### What needs to be done:
Your answer must consist of exactly the lines below, starting with the line with "Role in the chain" and going on through the line with "impl ActiveModelBehavior for", and nothing else.

[Provided records — start]

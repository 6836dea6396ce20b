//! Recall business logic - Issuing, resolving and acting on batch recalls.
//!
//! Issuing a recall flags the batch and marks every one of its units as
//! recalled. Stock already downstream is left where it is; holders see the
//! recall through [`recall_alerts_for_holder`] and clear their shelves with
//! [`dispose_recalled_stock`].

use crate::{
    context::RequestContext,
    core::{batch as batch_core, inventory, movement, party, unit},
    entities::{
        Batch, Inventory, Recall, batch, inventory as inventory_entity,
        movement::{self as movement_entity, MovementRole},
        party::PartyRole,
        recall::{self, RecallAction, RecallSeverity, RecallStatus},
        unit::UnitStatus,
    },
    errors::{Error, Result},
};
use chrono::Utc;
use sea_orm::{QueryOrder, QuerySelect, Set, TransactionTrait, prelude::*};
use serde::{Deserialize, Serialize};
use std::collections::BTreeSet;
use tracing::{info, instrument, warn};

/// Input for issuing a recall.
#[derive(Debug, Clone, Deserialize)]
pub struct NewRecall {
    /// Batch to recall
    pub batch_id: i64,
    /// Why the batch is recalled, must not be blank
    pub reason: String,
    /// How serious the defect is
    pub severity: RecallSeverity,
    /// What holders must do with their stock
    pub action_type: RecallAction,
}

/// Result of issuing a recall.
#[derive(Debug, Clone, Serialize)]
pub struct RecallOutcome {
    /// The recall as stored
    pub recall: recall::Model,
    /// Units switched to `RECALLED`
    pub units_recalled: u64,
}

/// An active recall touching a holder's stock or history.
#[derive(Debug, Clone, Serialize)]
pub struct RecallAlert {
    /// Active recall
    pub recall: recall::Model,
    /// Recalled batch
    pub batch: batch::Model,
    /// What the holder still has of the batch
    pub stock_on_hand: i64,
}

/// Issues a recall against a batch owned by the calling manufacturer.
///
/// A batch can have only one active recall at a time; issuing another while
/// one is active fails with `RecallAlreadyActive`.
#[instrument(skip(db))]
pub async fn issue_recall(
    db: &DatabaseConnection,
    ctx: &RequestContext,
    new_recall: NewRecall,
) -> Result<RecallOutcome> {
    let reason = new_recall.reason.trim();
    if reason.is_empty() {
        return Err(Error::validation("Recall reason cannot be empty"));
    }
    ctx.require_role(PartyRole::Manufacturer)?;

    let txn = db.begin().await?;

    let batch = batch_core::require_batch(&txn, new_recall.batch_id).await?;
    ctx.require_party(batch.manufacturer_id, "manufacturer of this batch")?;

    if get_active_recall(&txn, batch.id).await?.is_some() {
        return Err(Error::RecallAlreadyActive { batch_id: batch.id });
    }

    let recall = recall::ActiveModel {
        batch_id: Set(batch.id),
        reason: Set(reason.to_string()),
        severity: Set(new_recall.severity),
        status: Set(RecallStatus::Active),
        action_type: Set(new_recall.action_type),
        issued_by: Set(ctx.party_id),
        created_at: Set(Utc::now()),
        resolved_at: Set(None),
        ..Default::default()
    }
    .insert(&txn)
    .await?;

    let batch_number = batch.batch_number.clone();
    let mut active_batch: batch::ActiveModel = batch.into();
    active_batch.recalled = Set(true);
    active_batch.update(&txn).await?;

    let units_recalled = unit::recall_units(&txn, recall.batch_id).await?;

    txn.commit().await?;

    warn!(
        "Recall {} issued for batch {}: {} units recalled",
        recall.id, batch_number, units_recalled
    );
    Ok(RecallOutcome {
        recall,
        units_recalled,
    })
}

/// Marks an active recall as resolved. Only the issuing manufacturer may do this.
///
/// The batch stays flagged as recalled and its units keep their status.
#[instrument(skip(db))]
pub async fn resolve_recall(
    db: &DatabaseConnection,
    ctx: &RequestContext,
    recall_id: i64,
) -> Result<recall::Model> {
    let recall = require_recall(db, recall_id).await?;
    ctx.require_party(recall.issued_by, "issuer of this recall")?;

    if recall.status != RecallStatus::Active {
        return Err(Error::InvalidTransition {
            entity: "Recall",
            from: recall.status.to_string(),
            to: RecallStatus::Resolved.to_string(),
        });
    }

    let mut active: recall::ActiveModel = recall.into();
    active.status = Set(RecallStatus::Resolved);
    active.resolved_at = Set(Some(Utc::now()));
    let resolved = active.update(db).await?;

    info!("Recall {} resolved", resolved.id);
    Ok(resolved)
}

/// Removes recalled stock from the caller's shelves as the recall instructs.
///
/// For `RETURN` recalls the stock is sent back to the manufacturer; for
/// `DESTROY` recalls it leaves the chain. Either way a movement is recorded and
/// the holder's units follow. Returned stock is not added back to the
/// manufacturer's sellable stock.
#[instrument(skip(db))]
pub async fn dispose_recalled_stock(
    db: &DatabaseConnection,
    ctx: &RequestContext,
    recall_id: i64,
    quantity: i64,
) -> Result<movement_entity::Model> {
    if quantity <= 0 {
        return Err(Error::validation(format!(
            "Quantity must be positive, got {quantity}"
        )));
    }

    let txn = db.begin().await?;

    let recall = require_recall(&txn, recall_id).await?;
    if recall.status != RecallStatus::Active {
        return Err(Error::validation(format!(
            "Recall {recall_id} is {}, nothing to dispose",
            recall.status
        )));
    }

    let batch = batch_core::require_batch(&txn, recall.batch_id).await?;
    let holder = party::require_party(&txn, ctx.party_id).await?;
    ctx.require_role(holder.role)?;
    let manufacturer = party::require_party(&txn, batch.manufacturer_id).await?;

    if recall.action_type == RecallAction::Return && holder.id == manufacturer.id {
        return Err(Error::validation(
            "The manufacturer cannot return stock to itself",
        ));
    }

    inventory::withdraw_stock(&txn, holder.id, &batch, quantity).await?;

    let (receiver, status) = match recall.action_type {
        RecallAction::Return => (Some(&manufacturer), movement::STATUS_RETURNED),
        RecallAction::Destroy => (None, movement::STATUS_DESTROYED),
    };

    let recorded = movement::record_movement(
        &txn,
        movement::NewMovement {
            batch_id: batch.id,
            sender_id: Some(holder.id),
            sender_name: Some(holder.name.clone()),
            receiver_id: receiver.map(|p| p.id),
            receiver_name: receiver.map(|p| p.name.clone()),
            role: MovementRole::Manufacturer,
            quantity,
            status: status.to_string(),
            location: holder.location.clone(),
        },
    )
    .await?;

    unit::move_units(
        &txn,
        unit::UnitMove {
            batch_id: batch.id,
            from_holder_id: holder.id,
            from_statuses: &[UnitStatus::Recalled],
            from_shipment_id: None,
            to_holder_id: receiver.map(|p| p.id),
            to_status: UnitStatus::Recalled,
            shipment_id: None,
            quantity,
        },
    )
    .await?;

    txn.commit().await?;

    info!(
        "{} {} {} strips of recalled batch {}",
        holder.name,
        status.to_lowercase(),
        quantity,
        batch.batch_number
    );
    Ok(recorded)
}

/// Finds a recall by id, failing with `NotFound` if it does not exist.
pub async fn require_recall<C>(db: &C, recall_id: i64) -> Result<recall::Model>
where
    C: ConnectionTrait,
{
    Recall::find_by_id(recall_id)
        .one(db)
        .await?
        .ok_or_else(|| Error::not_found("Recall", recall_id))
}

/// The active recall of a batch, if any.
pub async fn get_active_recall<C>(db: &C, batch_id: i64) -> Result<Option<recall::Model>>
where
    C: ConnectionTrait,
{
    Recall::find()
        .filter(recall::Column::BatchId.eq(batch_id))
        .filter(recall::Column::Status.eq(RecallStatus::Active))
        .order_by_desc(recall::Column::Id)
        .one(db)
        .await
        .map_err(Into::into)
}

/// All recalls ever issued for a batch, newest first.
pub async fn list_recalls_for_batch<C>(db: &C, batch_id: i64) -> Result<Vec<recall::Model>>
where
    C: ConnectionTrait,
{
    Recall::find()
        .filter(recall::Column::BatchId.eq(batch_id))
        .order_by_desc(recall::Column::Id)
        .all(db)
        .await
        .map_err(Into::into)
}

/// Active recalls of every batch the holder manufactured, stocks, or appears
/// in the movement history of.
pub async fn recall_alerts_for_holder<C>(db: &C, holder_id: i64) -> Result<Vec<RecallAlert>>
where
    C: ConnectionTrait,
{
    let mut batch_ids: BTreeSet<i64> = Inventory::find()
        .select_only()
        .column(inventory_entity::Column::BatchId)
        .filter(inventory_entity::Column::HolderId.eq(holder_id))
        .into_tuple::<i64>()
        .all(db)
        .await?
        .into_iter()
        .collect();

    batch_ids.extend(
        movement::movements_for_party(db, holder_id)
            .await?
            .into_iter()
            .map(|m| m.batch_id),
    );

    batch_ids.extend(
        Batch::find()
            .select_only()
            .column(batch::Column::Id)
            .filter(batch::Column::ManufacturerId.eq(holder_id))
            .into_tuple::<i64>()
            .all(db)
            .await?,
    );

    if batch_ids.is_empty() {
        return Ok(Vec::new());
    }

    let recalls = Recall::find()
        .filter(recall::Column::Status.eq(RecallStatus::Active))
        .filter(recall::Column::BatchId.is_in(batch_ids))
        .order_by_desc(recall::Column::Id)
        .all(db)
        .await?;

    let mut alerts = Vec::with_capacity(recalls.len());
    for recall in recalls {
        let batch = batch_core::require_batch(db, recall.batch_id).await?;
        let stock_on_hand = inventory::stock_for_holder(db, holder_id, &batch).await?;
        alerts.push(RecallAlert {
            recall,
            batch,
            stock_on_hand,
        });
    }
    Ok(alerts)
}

[Provided records — finish]
[Provided records — start]

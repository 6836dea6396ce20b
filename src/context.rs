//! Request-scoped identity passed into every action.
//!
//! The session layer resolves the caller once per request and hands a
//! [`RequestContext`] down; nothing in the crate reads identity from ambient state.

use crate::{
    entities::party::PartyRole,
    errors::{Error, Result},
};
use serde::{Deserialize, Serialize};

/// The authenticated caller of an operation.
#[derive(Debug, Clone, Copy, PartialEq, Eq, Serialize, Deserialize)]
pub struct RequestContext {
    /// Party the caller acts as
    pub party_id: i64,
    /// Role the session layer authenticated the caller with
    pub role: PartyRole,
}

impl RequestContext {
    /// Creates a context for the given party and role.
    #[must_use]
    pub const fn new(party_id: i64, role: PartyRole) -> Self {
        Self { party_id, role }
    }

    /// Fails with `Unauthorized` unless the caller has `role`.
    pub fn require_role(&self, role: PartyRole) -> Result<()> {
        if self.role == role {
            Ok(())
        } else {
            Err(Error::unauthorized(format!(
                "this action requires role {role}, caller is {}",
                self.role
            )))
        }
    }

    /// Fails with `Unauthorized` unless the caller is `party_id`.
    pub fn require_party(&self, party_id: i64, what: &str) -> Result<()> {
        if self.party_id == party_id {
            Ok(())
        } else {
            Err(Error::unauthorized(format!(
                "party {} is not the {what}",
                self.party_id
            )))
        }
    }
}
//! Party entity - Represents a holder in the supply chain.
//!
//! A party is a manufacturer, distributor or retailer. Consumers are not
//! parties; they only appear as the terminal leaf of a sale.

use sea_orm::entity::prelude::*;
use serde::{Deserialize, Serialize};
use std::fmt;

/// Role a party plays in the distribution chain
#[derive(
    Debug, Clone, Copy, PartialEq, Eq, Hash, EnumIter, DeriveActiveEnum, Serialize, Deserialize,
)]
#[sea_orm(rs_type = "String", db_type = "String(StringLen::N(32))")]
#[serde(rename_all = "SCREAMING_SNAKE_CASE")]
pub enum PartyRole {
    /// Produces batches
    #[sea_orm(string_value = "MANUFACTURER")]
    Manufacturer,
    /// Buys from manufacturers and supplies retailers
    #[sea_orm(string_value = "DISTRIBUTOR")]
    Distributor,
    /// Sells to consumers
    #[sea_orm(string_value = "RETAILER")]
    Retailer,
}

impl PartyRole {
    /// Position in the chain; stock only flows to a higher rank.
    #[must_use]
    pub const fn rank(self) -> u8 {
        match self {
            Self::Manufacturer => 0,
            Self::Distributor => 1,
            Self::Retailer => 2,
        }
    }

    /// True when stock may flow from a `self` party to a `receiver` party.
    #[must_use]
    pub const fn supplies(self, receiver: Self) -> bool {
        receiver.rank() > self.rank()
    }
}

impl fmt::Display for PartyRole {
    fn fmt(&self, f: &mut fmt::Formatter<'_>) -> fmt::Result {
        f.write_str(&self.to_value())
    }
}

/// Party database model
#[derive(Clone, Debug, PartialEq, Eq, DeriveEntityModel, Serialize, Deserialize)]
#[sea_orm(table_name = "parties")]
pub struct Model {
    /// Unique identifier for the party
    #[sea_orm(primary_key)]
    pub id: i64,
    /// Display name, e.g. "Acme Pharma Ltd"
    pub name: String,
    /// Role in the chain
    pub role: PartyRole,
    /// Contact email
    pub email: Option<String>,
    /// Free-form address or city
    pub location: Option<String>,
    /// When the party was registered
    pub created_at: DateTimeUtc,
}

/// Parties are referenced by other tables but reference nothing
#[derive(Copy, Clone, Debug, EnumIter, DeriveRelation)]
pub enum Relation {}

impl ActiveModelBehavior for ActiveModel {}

[Provided records — finish]

### Response area:
    /// Role in the chain
    pub role: PartyRole,
    /// Contact email
    pub email: Option<String>,
    /// Free-form address or city
    pub location: Option<String>,
    /// When the party was registered
    pub created_at: DateTimeUtc,
}

/// Parties are referenced by other tables but reference nothing
#[derive(Copy, Clone, Debug, EnumIter, DeriveRelation)]
pub enum Relation {}

impl ActiveModelBehavior for ActiveModel {}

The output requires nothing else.